You May Also Read this : How To Keep Fit During And After Pregnancy
Safe Exercises for Different Stages of Pregnancy
Now that you know how exercising during pregnancy benefits you, it’s important to keep in mind that exercising safely matters too. As you thread further into pregnancy, you would notice that your mobility and ability to exercise reduces over time. Thus, what are the kinds of exercises that would suit every stage of pregnancy? This shortlist might give you an idea. Before you start, be sure to refer to a professional to make sure that you are doing these exercises with safe and correct postures.
- Weighted march
- Modified plank
- Forward lunges
- Kneeling hamstring curls
- Modified side planks
- Triceps kickbacks
- Cat or Cow yoga positions
- Modified Superman
- Side-lying clams
Exercising is one of the main practices that can help you achieve a healthy pregnancy and smoother delivery. On the other hand, the right products can ease your daily life after childbirth too! If you are looking for the best products for newborns and mothers, MumChecked would be a good start with their wide-ranging choices and exclusive deals!
Things to Take Note with Pregnancy Exercise
Now that you have learnt about the benefits and which exercises to practice during your stages of pregnancy, it is also wise to know your limits when exercising during pregnancy.
You should adjust your exercises based on your doctor’s advice and take any of your prescribed supplements on a regular basis. This is important to prevent your body from overworking and the prescribed supplements would help to ensure you are properly nourished with all the essential nutrients.

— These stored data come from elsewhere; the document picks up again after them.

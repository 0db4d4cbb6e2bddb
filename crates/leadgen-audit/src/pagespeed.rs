//! PageSpeed Insights v5 client.

use std::collections::HashMap;
use std::time::Duration;

use reqwest::{Client, Url};
use serde::{Deserialize, Serialize};

use crate::error::AuditError;

const DEFAULT_BASE_URL: &str = "https://www.googleapis.com/pagespeedonline/v5/";
const MAX_ERROR_BODY_CHARS: usize = 512;

#[derive(Debug, Clone, Copy, PartialEq, Eq)]
pub enum Strategy {
    Desktop,
    Mobile,
}

impl Strategy {
    fn as_param(self) -> &'static str {
        match self {
            Strategy::Desktop => "desktop",
            Strategy::Mobile => "mobile",
        }
    }
}

#[derive(Debug, Clone, PartialEq, Eq, Serialize, Deserialize)]
#[serde(rename_all = "camelCase")]
pub struct DesktopReport {
    pub performance: u8,
    pub accessibility: u8,
    pub best_practices: u8,
    pub seo: u8,
    pub first_contentful_paint: Option<String>,
    pub largest_contentful_paint: Option<String>,
    pub cumulative_layout_shift: Option<String>,
}

#[derive(Debug, Clone, PartialEq, Eq, Serialize, Deserialize)]
#[serde(rename_all = "camelCase")]
pub struct MobileReport {
    /// Mean of performance and accessibility, rounded.
    pub score: u8,
    pub performance: u8,
    pub accessibility: u8,
    pub viewport_ok: bool,
}

#[derive(Debug, Deserialize)]
#[serde(rename_all = "camelCase")]
struct RunPagespeedResponse {
    lighthouse_result: LighthouseResult,
}

#[derive(Debug, Deserialize)]
struct LighthouseResult {
    #[serde(default)]
    categories: HashMap<String, LighthouseCategory>,
    #[serde(default)]
    audits: HashMap<String, LighthouseAudit>,
}

#[derive(Debug, Deserialize)]
struct LighthouseCategory {
    score: Option<f64>,
}

#[derive(Debug, Deserialize)]
#[serde(rename_all = "camelCase")]
struct LighthouseAudit {
    score: Option<f64>,
    display_value: Option<String>,
}

impl LighthouseResult {
    fn category(&self, key: &str) -> Result<u8, AuditError> {
        self.categories
            .get(key)
            .and_then(|c| c.score)
            .map(to_percent)
            .ok_or_else(|| AuditError::MissingCategory(key.to_string()))
    }

    fn display_value(&self, key: &str) -> Option<String> {
        self.audits.get(key).and_then(|a| a.display_value.clone())
    }
}

/// Lighthouse scores are 0.0–1.0.
#[allow(clippy::cast_possible_truncation, clippy::cast_sign_loss)]
fn to_percent(score: f64) -> u8 {
    (score * 100.0).round().clamp(0.0, 100.0) as u8
}

/// Client for the `runPagespeed` endpoint. Use [`PageSpeedClient::with_base_url`]
/// to point at a mock server in tests.
pub struct PageSpeedClient {
    client: Client,
    api_key: Option<String>,
    base_url: Url,
}

impl PageSpeedClient {
    /// The API works without a key at a much lower quota.
    ///
    /// # Errors
    ///
    /// Returns [`AuditError::Http`] if the `reqwest::Client` cannot be built.
    pub fn new(
        api_key: Option<&str>,
        timeout_secs: u64,
        user_agent: &str,
    ) -> Result<Self, AuditError> {
        Self::with_base_url(api_key, timeout_secs, user_agent, DEFAULT_BASE_URL)
    }

    /// # Errors
    ///
    /// Returns [`AuditError::Http`] if the `reqwest::Client` cannot be built,
    /// or [`AuditError::InvalidBaseUrl`] if `base_url` does not parse.
    pub fn with_base_url(
        api_key: Option<&str>,
        timeout_secs: u64,
        user_agent: &str,
        base_url: &str,
    ) -> Result<Self, AuditError> {
        let client = Client::builder()
            .timeout(Duration::from_secs(timeout_secs))
            .connect_timeout(Duration::from_secs(10))
            .user_agent(user_agent)
            .build()?;

        let normalised = format!("{}/", base_url.trim_end_matches('/'));
        let base_url = Url::parse(&normalised).map_err(|e| AuditError::InvalidBaseUrl {
            url: base_url.to_string(),
            reason: e.to_string(),
        })?;

        Ok(Self {
            client,
            api_key: api_key
                .map(str::trim)
                .filter(|k| !k.is_empty())
                .map(str::to_owned),
            base_url,
        })
    }

    /// Desktop run over all four categories.
    ///
    /// # Errors
    ///
    /// Returns [`AuditError`] on transport failure, non-2xx status, an
    /// unparseable body, or a category without a score.
    pub async fn desktop_report(&self, site_url: &str) -> Result<DesktopReport, AuditError> {
        let result = self
            .run(
                site_url,
                Strategy::Desktop,
                &["PERFORMANCE", "ACCESSIBILITY", "BEST_PRACTICES", "SEO"],
            )
            .await?;

        Ok(DesktopReport {
            performance: result.category("performance")?,
            accessibility: result.category("accessibility")?,
            best_practices: result.category("best-practices")?,
            seo: result.category("seo")?,
            first_contentful_paint: result.display_value("first-contentful-paint"),
            largest_contentful_paint: result.display_value("largest-contentful-paint"),
            cumulative_layout_shift: result.display_value("cumulative-layout-shift"),
        })
    }

    /// Mobile run over performance and accessibility.
    ///
    /// # Errors
    ///
    /// Same as [`Self::desktop_report`].
    pub async fn mobile_report(&self, site_url: &str) -> Result<MobileReport, AuditError> {
        let result = self
            .run(site_url, Strategy::Mobile, &["PERFORMANCE", "ACCESSIBILITY"])
            .await?;

        let performance = result.category("performance")?;
        let accessibility = result.category("accessibility")?;
        let mean = (u16::from(performance) + u16::from(accessibility) + 1) / 2;
        Ok(MobileReport {
            score: u8::try_from(mean).unwrap_or(100),
            performance,
            accessibility,
            viewport_ok: result
                .audits
                .get("viewport")
                .and_then(|a| a.score)
                .is_some_and(|s| s >= 1.0),
        })
    }

    fn build_url(&self, site_url: &str, strategy: Strategy, categories: &[&str]) -> Url {
        let mut url = self.base_url.clone();
        if let Ok(mut path) = url.path_segments_mut() {
            path.pop_if_empty().push("runPagespeed");
        }
        {
            let mut pairs = url.query_pairs_mut();
            pairs.append_pair("url", site_url);
            pairs.append_pair("strategy", strategy.as_param());
            for category in categories {
                pairs.append_pair("category", category);
            }
            if let Some(key) = &self.api_key {
                pairs.append_pair("key", key);
            }
        }
        url
    }

    async fn run(
        &self,
        site_url: &str,
        strategy: Strategy,
        categories: &[&str],
    ) -> Result<LighthouseResult, AuditError> {
        let url = self.build_url(site_url, strategy, categories);
        let response = self.client.get(url).send().await?;
        let status = response.status();
        let body = response.text().await?;

        if !status.is_success() {
            return Err(AuditError::Status {
                status: status.as_u16(),
                endpoint: "runPagespeed".to_string(),
                body: body.chars().take(MAX_ERROR_BODY_CHARS).collect(),
            });
        }

        let parsed: RunPagespeedResponse =
            serde_json::from_str(&body).map_err(|e| AuditError::Deserialize {
                context: format!("runPagespeed({}, {})", site_url, strategy.as_param()),
                source: e,
            })?;
        Ok(parsed.lighthouse_result)
    }
}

As your baby bump grows bigger, you should refrain from lifting heavy objects altogether. This is important because lifting heavy objects would expose you to the risk of a prolapsed uterine and weaken your pelvic muscles. In addition, you should stay away from full-contact sports or exercises which require rigorous movements as you are near your expecting date of delivery.
Take A Break
As much as exercising during pregnancy is good for you, remember to do it with moderation too. Depending on your body condition, give yourself a break from exercising for at least 1 to 3 days a week. Meanwhile, you can consider getting yourself a pregnant massage at home during your rest days. Being a popular therapy for mother care Singapore women trust, pregnancy massage or prenatal massage helps to relieve muscle soreness, back pain, and leg cramps, and promotes relaxation.
At the end of the day, you are always encouraged to exercise for better health and a pleasant pregnancy experience. The key is to always keep tabs on your own wellbeing after you perform them and to always exercise in moderation. Wishing you a healthy pregnancy and smooth delivery, mummies!